Para verificar la afirmación, la SIP cita el artículo 11 de la LUC, en el que textualmente se expresa que «el que obstaculice, agravie, atente, arroje objetos, amenace o insulte, por palabras, escritos o hechos, a la autoridad policial en ejercicio de sus funciones o con motivo de estas, será castigado con una pena de tres a dieciocho meses de prisión».
Acto seguido, la SIP cita palabras de Christopher Barnes, presidente de la SIP, y Roberto Rock, presidente de la Comisión de Libertad de Prensa e Información de la institución.

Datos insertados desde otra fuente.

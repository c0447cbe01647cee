//! Expression resolver.
//!
//! Resolution is three passes over an [`Expr`]:
//!
//! 1. [`lower`] turns the source expression into a [`Node`] tree, evaluating
//!    everything that does not touch a column
//! 2. [`normalize`] rewrites negations into positions the emitter can render
//! 3. [`emit`] walks the tree and calls the clause builder primitives in order
//!
//! [`resolve`] runs the first two and is a pure function of its input.
//! [`ExpressionResolver`] runs all three against a builder and also handles
//! the non-boolean forms: projections, ordering keys, joins, raw templates,
//! `IN` lists, `BETWEEN`, inserts and updates.

mod emit;
mod eval;
mod lower;
mod normalize;
pub mod update;

pub use eval::evaluate;
pub use lower::{lower, lower_member};
pub use normalize::normalize;
pub use update::{StringReplaceUpdateResolver, UpdateStatementResolver};

use crate::ast::{MemberNode, Node};
use crate::builder::{JoinKind, SqlOperation, SqlQueryBuilder};
use crate::entity::EntityMeta;
use crate::error::{SqlBuildError, SqlBuildResult};
use crate::expr::{BinaryOp, Expr};
use crate::value::Value;
use regex::{Captures, Regex};
use std::sync::OnceLock;

/// Lower and normalize `expr`.
pub fn resolve(expr: &Expr) -> SqlBuildResult<Node> {
    lower(expr).map(normalize).inspect_err(|e| {
        crate::trace::resolve_failed(expr.kind(), e);
    })
}

/// One entry of a resolved projection.
#[derive(Debug, Clone, PartialEq, Eq)]
pub enum Projection {
    /// `table.*`
    All(&'static str),
    /// `table.column [AS alias]`
    Field {
        table: String,
        column: String,
        alias: Option<String>,
    },
}

/// Resolve a projection: a row parameter, a single member, or a record of
/// members.
pub fn projection(expr: &Expr) -> SqlBuildResult<Vec<Projection>> {
    match expr {
        Expr::Parameter(meta) => Ok(vec![Projection::All(meta.table)]),
        Expr::Record(entries) => entries
            .iter()
            .map(|(alias, value)| -> SqlBuildResult<Projection> {
                let MemberNode { table, field } = lower_member(value)?;
                let alias = (*alias != field).then(|| alias.clone());
                Ok(Projection::Field {
                    table,
                    column: field,
                    alias,
                })
            })
            .collect(),
        other => {
            let MemberNode { table, field } = lower_member(other)?;
            Ok(vec![Projection::Field {
                table,
                column: field,
                alias: None,
            }])
        }
    }
}

fn template_regex() -> &'static Regex {
    static TEMPLATE_RE: OnceLock<Regex> = OnceLock::new();
    TEMPLATE_RE.get_or_init(|| Regex::new(r"@(\d+)").expect("invalid built-in template regex"))
}

/// Drives a [`SqlQueryBuilder`] from source expressions.
pub struct ExpressionResolver<'a> {
    builder: &'a mut SqlQueryBuilder,
}

impl<'a> ExpressionResolver<'a> {
    pub fn new(builder: &'a mut SqlQueryBuilder) -> Self {
        Self { builder }
    }

    /// Resolve a predicate into the condition clause.
    pub fn resolve_query(&mut self, predicate: &Expr) -> SqlBuildResult<()> {
        let node = resolve(predicate)?;
        emit::emit(self.builder, &node)
    }

    /// Add a projection to the selection list.
    pub fn select(&mut self, projection: &Expr) -> SqlBuildResult<()> {
        for entry in self::projection(projection)? {
            match entry {
                Projection::All(table) => {
                    self.builder.select_all(table);
                }
                Projection::Field {
                    table,
                    column,
                    alias,
                } => {
                    self.builder.select_field(&table, &column, alias.as_deref());
                }
            }
        }
        Ok(())
    }

    /// Add `FUNC(field)` entries to the selection list.
    pub fn select_with_function(&mut self, function: &str, projection: &Expr) -> SqlBuildResult<()> {
        for entry in self::projection(projection)? {
            match entry {
                Projection::All(_) => {
                    return Err(SqlBuildError::unsupported(format!(
                        "Parameter: {function} needs a column, not a whole row"
                    )));
                }
                Projection::Field {
                    table,
                    column,
                    alias,
                } => {
                    self.builder
                        .select_aggregate(function, &table, &column, alias.as_deref());
                }
            }
        }
        Ok(())
    }

    pub fn order_by(&mut self, key: &Expr, descending: bool) -> SqlBuildResult<()> {
        let member = lower_member(key)?;
        self.builder.order_by(&member.table, &member.field, descending);
        Ok(())
    }

    pub fn group_by(&mut self, key: &Expr) -> SqlBuildResult<()> {
        let member = lower_member(key)?;
        self.builder.group_by(&member.table, &member.field);
        Ok(())
    }

    /// `HAVING FUNC(key) op value`
    pub fn having(
        &mut self,
        function: &str,
        key: &Expr,
        op: BinaryOp,
        value: Value,
    ) -> SqlBuildResult<()> {
        if !op.is_comparison() {
            return Err(SqlBuildError::unsupported(format!(
                "Binary: HAVING needs a comparison operator, not {op}"
            )));
        }
        let member = lower_member(key)?;
        self.builder
            .having(function, &member.table, &member.field, op, value);
        Ok(())
    }

    /// Join `table` on a predicate over both entities.
    pub fn join(&mut self, kind: JoinKind, table: &str, on: &Expr) -> SqlBuildResult<()> {
        let mut condition = self.builder.fork(table, SqlOperation::Case);
        ExpressionResolver::new(&mut condition).resolve_query(on)?;
        self.builder.join(kind, table, &condition)?;
        Ok(())
    }

    /// `key [NOT ]IN (values...)`
    pub fn query_by_is_in(&mut self, key: &Expr, values: Vec<Value>, negate: bool) -> SqlBuildResult<()> {
        let member = lower_member(key)?;
        if negate {
            self.builder.field_not_in(&member.table, &member.field, values);
        } else {
            self.builder.field_is_in(&member.table, &member.field, values);
        }
        Ok(())
    }

    /// `key [NOT ]IN (sub-query)`
    pub fn query_by_is_in_query(
        &mut self,
        key: &Expr,
        query: &SqlQueryBuilder,
        negate: bool,
    ) -> SqlBuildResult<()> {
        let member = lower_member(key)?;
        self.builder
            .field_is_in_query(&member.table, &member.field, query, negate)?;
        Ok(())
    }

    /// `(key [NOT ]BETWEEN start AND end)`
    pub fn query_between(
        &mut self,
        key: &Expr,
        start: Value,
        end: Value,
        negate: bool,
    ) -> SqlBuildResult<()> {
        let member = lower_member(key)?;
        self.builder
            .field_between(&member.table, &member.field, start, end, negate);
        Ok(())
    }

    /// Splice a raw condition template.
    ///
    /// `@0`, `@1`, ... refer to `args` by position and may repeat. Each
    /// argument is rendered once, in order: column references become quoted
    /// names, values become parameters.
    pub fn resolve_raw(&mut self, template: &str, args: &[Expr]) -> SqlBuildResult<()> {
        for caps in template_regex().captures_iter(template) {
            let index = caps[1].parse::<usize>().ok().filter(|i| *i < args.len());
            if index.is_none() {
                return Err(SqlBuildError::argument(format!(
                    "template placeholder {} has no matching argument ({} given)",
                    &caps[0],
                    args.len()
                )));
            }
        }

        let mut rendered = Vec::with_capacity(args.len());
        for arg in args {
            let mut part = self.builder.fork(self.builder.table_name(), SqlOperation::Case);
            ExpressionResolver::new(&mut part).resolve_query(arg)?;
            rendered.push(part.condition_text());
            self.builder.absorb(&part)?;
        }

        let text = template_regex().replace_all(template, |caps: &Captures<'_>| {
            caps[1]
                .parse::<usize>()
                .ok()
                .and_then(|i| rendered.get(i))
                .cloned()
                .unwrap_or_default()
        });
        self.builder.push_condition(text.into_owned());
        Ok(())
    }

    /// Resolve `SET` assignments from a record of `member: value` entries.
    ///
    /// A call to a registered update method on a column (such as `Replace`)
    /// renders as the matching SQL function; anything else is evaluated.
    pub fn update(&mut self, meta: &EntityMeta, assignments: &Expr) -> SqlBuildResult<()> {
        let Expr::Record(entries) = assignments else {
            return Err(SqlBuildError::unsupported(format!(
                "{}: UPDATE expects a record of assignments",
                assignments.kind()
            )));
        };
        for (name, value) in entries {
            if let Some((column, method, args)) = update_call(value)? {
                let resolver = update::find(method).ok_or_else(|| {
                    SqlBuildError::unsupported(format!(
                        "Call: method '{method}' is not supported in UPDATE"
                    ))
                })?;
                let args = args.iter().map(evaluate).collect::<SqlBuildResult<Vec<_>>>()?;
                resolver.resolve_statement(self.builder, &column, args)?;
            } else {
                let column = meta.column(name);
                let value = evaluate(value)?;
                self.builder.update_field_with(column, value);
            }
        }
        Ok(())
    }

    /// Add one INSERT row from a record of `member: value` entries.
    pub fn insert(&mut self, meta: &EntityMeta, record: &Expr) -> SqlBuildResult<()> {
        let Expr::Record(entries) = record else {
            return Err(SqlBuildError::unsupported(format!(
                "{}: INSERT expects a record of values",
                record.kind()
            )));
        };
        let row = entries
            .iter()
            .map(|(name, value)| -> SqlBuildResult<(String, Value)> {
                Ok((meta.column(name).to_string(), evaluate(value)?))
            })
            .collect::<SqlBuildResult<Vec<_>>>()?;
        self.builder.insert_row(row)?;
        Ok(())
    }

    /// Add one INSERT row from a captured object.
    ///
    /// Members follow the entity's column order when it declares one;
    /// members the entity does not map are ignored.
    pub fn insert_value(&mut self, meta: &EntityMeta, value: &Value) -> SqlBuildResult<()> {
        let Value::Json(serde_json::Value::Object(object)) = value else {
            return Err(SqlBuildError::argument(format!(
                "INSERT expects an object value, got {}",
                value.kind()
            )));
        };
        let row: Vec<(String, Value)> = if meta.columns.is_empty() {
            object
                .iter()
                .map(|(k, v)| (k.clone(), Value::from_json(v.clone())))
                .collect()
        } else {
            meta.columns
                .iter()
                .filter_map(|(member, column)| {
                    object
                        .get(*member)
                        .map(|v| (column.to_string(), Value::from_json(v.clone())))
                })
                .collect()
        };
        self.builder.insert_row(row)?;
        Ok(())
    }
}

/// `(column, method, args)` when `expr` is a method call on a column.
fn update_call(expr: &Expr) -> SqlBuildResult<Option<(String, &str, &[Expr])>> {
    let Expr::Call(call) = expr else {
        return Ok(None);
    };
    if call.eval.is_some() {
        return Ok(None);
    }
    let Some(receiver) = call.receiver.as_deref() else {
        return Ok(None);
    };
    if !matches!(lower::chain_root(receiver), Expr::Parameter(_)) {
        return Ok(None);
    }
    let member = lower_member(receiver)?;
    Ok(Some((member.field, call.method.as_ref(), call.args.as_slice())))
}
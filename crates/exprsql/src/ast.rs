//! Resolved expression tree.
//!
//! These nodes carry no behavior: the resolver produces them from an
//! [`Expr`](crate::expr::Expr) and the emitter walks them to drive the clause
//! builder.

use crate::expr::{BinaryOp, LikeMethod};
use crate::value::Value;

/// A column reference: `table.field`.
#[derive(Debug, Clone, PartialEq, Eq)]
pub struct MemberNode {
    pub table: String,
    pub field: String,
}

impl MemberNode {
    pub fn new(table: impl Into<String>, field: impl Into<String>) -> Self {
        Self {
            table: table.into(),
            field: field.into(),
        }
    }
}

/// A concrete value, already evaluated.
#[derive(Debug, Clone, PartialEq)]
pub struct ValueNode {
    pub value: Value,
}

/// Binary relational or logical operation.
#[derive(Debug, Clone, PartialEq)]
pub struct OperationNode {
    pub left: Box<Node>,
    pub operator: BinaryOp,
    pub right: Box<Node>,
}

/// Unary operators surviving resolution.
#[derive(Debug, Clone, Copy, PartialEq, Eq)]
pub enum SingleOperator {
    Not,
}

/// Unary operation.
#[derive(Debug, Clone, PartialEq)]
pub struct SingleOperationNode {
    pub operator: SingleOperator,
    pub child: Box<Node>,
}

/// Pattern-match predicate on a column.
#[derive(Debug, Clone, PartialEq)]
pub struct LikeNode {
    pub method: LikeMethod,
    pub member: MemberNode,
    pub value: String,
}

/// One resolved expression fragment.
#[derive(Debug, Clone, PartialEq)]
pub enum Node {
    Member(MemberNode),
    Value(ValueNode),
    Operation(OperationNode),
    SingleOperation(SingleOperationNode),
    Like(LikeNode),
}

impl Node {
    pub fn member(table: impl Into<String>, field: impl Into<String>) -> Self {
        Node::Member(MemberNode::new(table, field))
    }

    pub fn value(value: impl Into<Value>) -> Self {
        Node::Value(ValueNode {
            value: value.into(),
        })
    }

    pub fn operation(left: Node, operator: BinaryOp, right: Node) -> Self {
        Node::Operation(OperationNode {
            left: Box::new(left),
            operator,
            right: Box::new(right),
        })
    }

    pub fn not(child: Node) -> Self {
        Node::SingleOperation(SingleOperationNode {
            operator: SingleOperator::Not,
            child: Box::new(child),
        })
    }

    pub fn like(method: LikeMethod, member: MemberNode, value: impl Into<String>) -> Self {
        Node::Like(LikeNode {
            method,
            member,
            value: value.into(),
        })
    }

    /// The negated child, when this is a `NOT` node.
    pub fn as_negation(&self) -> Option<&Node> {
        match self {
            Node::SingleOperation(SingleOperationNode {
                operator: SingleOperator::Not,
                child,
            }) => Some(child),
            _ => None,
        }
    }
}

El primero de ellos expresó que «»los agentes de policía deben estar protegidos de las quejas físicas y violentas, sin embargo, para castigar las críticas, verbal o escrito, de ciudadanos, periodistas y medios de comunicación es una forma de crear privilegios que se remontan a la desafortunada Era cuando en América Latina había muchas leyes de desprecio e insulto que protegían erróneamente el honor de las autoridades».
Justificando el pedido de la SIP para que se modifique el artículo 11º de la LUC, Barnes y Rock expresaron que «Uruguay siempre ha dado muestras de una profunda cultura democrática y de libertad de expresión, por lo que esperamos que los diputados sean fieles a esa tradición».